Within a few hours of Matthew's arrival I had new Pandora stations--classical guitar, solo piano, NEK, and GooGoo Dolls.  Those were exactly what I was missing.  Why didn't I think of those?  Then, he combined these with a few others I already had on a shuffle and Voila! it was the perfect listening experience.  I knew the shuffle was on there, but I did not know it would make me happy.  Let me just say before I move on that I think Pandora is what every product should be.  I get to choose exactly what I want--no one "bundles" anything for me and they seem to have pared it down to the minimal commercial interruption possible.  It obviously works for them and it is free for me.  I love it.

Of the movies we've seen, the ones I can recommend are on youtube.  They are disturbing, but I feel like I am not only better informed, but also more clear thinking because I watched them.  These are documentaries about North Korea:  Children of the Secret State, and Escape from North Korea.  We have analyzed over and over again the atrocities and apathy of WWII, can we apply that here?

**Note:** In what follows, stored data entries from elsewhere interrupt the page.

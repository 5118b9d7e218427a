//! Shared application state.

use docqa_core::{DocQaConfig, Error, Result};
use docqa_runtime::Pipeline;

/// Shared application state accessible from all route handlers.
pub struct AppState {
    pub config: DocQaConfig,
    pub pipeline: Pipeline,
    pub http: reqwest::Client,
}

impl AppState {
    pub fn new(config: DocQaConfig) -> Result<Self> {
        let http = reqwest::Client::builder()
            .timeout(config.fetch_timeout)
            .build()
            .map_err(|e| Error::Config(format!("HTTP client: {e}")))?;
        let pipeline = Pipeline::new(&config);
        Ok(Self {
            config,
            pipeline,
            http,
        })
    }
}
//! Configuration from environment variables.

use std::time::Duration;

use serde::{Deserialize, Serialize};

use crate::error::{Error, Result};

/// Top-level DocQA configuration.
#[derive(Debug, Clone, PartialEq, Eq, Serialize, Deserialize)]
pub struct DocQaConfig {
    /// HTTP server port.
    pub port: u16,
    /// Questions beyond this many are dropped, not answered.
    pub max_questions: usize,
    /// Character budget of the context handed to each worker.
    pub context_chars: usize,
    /// Concurrent answer workers per request.
    pub worker_limit: usize,
    /// Wall-clock budget for a single question.
    pub question_timeout: Duration,
    /// Upper bound on the length of every returned answer, in characters.
    pub answer_max_len: usize,
    /// Chunk window size, in whitespace-delimited tokens.
    pub chunk_words: usize,
    /// Timeout for downloading the source document.
    pub fetch_timeout: Duration,
}

impl Default for DocQaConfig {
    fn default() -> Self {
        Self {
            port: 8000,
            max_questions: 10,
            context_chars: 3000,
            worker_limit: 5,
            question_timeout: Duration::from_millis(5000),
            answer_max_len: 200,
            chunk_words: 1000,
            fetch_timeout: Duration::from_secs(30),
        }
    }
}

impl DocQaConfig {
    /// Create configuration from the process environment and defaults.
    pub fn from_env() -> Result<Self> {
        Self::from_lookup(|key| std::env::var(key).ok())
    }

    /// Create configuration from an arbitrary key lookup.
    ///
    /// Unset keys fall back to the defaults; set-but-invalid keys are errors.
    pub fn from_lookup<F>(lookup: F) -> Result<Self>
    where
        F: Fn(&str) -> Option<String>,
    {
        let defaults = Self::default();

        let config = Self {
            port: parse_var(&lookup, "PORT")?.unwrap_or(defaults.port),
            max_questions: parse_var(&lookup, "DOCQA_MAX_QUESTIONS")?
                .unwrap_or(defaults.max_questions),
            context_chars: parse_var(&lookup, "DOCQA_CONTEXT_CHARS")?
                .unwrap_or(defaults.context_chars),
            worker_limit: parse_var(&lookup, "DOCQA_WORKER_LIMIT")?
                .unwrap_or(defaults.worker_limit),
            question_timeout: parse_var(&lookup, "DOCQA_QUESTION_TIMEOUT_MS")?
                .map(Duration::from_millis)
                .unwrap_or(defaults.question_timeout),
            answer_max_len: parse_var(&lookup, "DOCQA_ANSWER_MAX_LEN")?
                .unwrap_or(defaults.answer_max_len),
            chunk_words: parse_var(&lookup, "DOCQA_CHUNK_WORDS")?
                .unwrap_or(defaults.chunk_words),
            fetch_timeout: parse_var(&lookup, "DOCQA_FETCH_TIMEOUT_SECS")?
                .map(Duration::from_secs)
                .unwrap_or(defaults.fetch_timeout),
        };

        config.validate()?;
        Ok(config)
    }

    fn validate(&self) -> Result<()> {
        if self.worker_limit == 0 {
            return Err(Error::Config("DOCQA_WORKER_LIMIT must be at least 1".into()));
        }
        if self.chunk_words == 0 {
            return Err(Error::Config("DOCQA_CHUNK_WORDS must be at least 1".into()));
        }
        if self.answer_max_len == 0 {
            return Err(Error::Config("DOCQA_ANSWER_MAX_LEN must be at least 1".into()));
        }
        Ok(())
    }
}

fn parse_var<T, F>(lookup: &F, key: &str) -> Result<Option<T>>
where
    T: std::str::FromStr,
    F: Fn(&str) -> Option<String>,
{
    match lookup(key) {
        None => Ok(None),
        Some(raw) => raw
            .trim()
            .parse::<T>()
            .map(Some)
            .map_err(|_| Error::Config(format!("{key}: invalid value {raw:?}"))),
    }
}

We saw two movies at the theater, and I'll just tell you how much I did not like them.

Chimpanzee  This  movie has completely lost it's bearings as a G-rated family nature movie.  They took the "Bambi standard" and perverted it with disturbing elements from life as an animal in the wild.  Bambi portrayed danger in the forest and an orphaned baby deer trying to survive and come of age, but handled it as a children's story.  They gave appropriate distance from the danger and added interesting characters and escapades along the way.  This movie gave the chimps names, which personifies them, making them like people to a little child, and then we have the constant threat of gang violence from other chimpanzees--Oscar's mother is killed by a rival chimpanzee gang.  When they run out of fruit to eat, Oscar's gang plans and carries out an attack on a group of monkeys, killing and eating one.  I'm still disturbed about that.  This is NOT a G-rated movie.  The comic relief from the gang warfare is grooming and eating--and grooming and eating, while Tim Allen says something predictable about table manners.

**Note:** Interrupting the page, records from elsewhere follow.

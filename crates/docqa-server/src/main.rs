//! DocQA: answers questions about a fetched PDF document.

use std::sync::Arc;

use tracing::info;
use tracing_subscriber::EnvFilter;

use docqa_server::{build_router, AppState};

#[tokio::main]
async fn main() -> anyhow::Result<()> {
    // Initialize tracing
    tracing_subscriber::fmt()
        .with_env_filter(
            EnvFilter::try_from_default_env().unwrap_or_else(|_| EnvFilter::new("info")),
        )
        .init();

    let args: Vec<String> = std::env::args().collect();
    if args.len() > 1 {
        match args[1].as_str() {
            "--help" | "-h" | "help" => {
                println!("DocQA — extractive question answering over PDF documents");
                println!();
                println!("Usage: docqa");
                println!();
                println!("Environment:");
                println!("  PORT                       HTTP port (default 8000)");
                println!("  DOCQA_MAX_QUESTIONS        questions answered per request (default 10)");
                println!("  DOCQA_CONTEXT_CHARS        context budget per question (default 3000)");
                println!("  DOCQA_WORKER_LIMIT         concurrent answer workers (default 5)");
                println!("  DOCQA_QUESTION_TIMEOUT_MS  per-question timeout (default 5000)");
                println!("  DOCQA_ANSWER_MAX_LEN       answer length bound (default 200)");
                println!("  DOCQA_CHUNK_WORDS          chunk window in words (default 1000)");
                println!("  DOCQA_FETCH_TIMEOUT_SECS   document download timeout (default 30)");
                println!("  RUST_LOG                   log filter (default info)");
                return Ok(());
            }
            _ => {
                eprintln!("Unknown command: {}. Use 'docqa help' for usage.", args[1]);
                std::process::exit(1);
            }
        }
    }

    let config = docqa_core::DocQaConfig::from_env()?;
    let port = config.port;
    info!(
        "Limits: {} questions, {} context chars, {} workers, {:?} per question",
        config.max_questions, config.context_chars, config.worker_limit, config.question_timeout
    );

    let state = Arc::new(AppState::new(config)?);
    let app = build_router(state);

    let addr = format!("0.0.0.0:{}", port);
    let listener = tokio::net::TcpListener::bind(&addr).await?;
    info!("DocQA server listening on {}", addr);

    axum::serve(listener, app).await?;

    Ok(())
}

The Three Stooges  This movie faithfully recreates the physical antics of The Three Stooges, of which I was never a particular fan in the first place.  I will tell you,  however, the couple sitting just down from us, who were about in their early 60s, were laughing the whole time.  I thought it was cute to see the Stooges as babies, but once again--can we get a children's storyline in a children's movie?  I'm all for the wicked stepmother and the dysfunctional family that implies, but here we have the wife having an affair with her husband's friend so he can knock off the husband, but really it was a plot by the wife and the husband's father to get rid of the husband because the wife and father are having an affair.  I'm looking for something better.

Meredith is home now, too, so I'm anxious to see what she has to show me.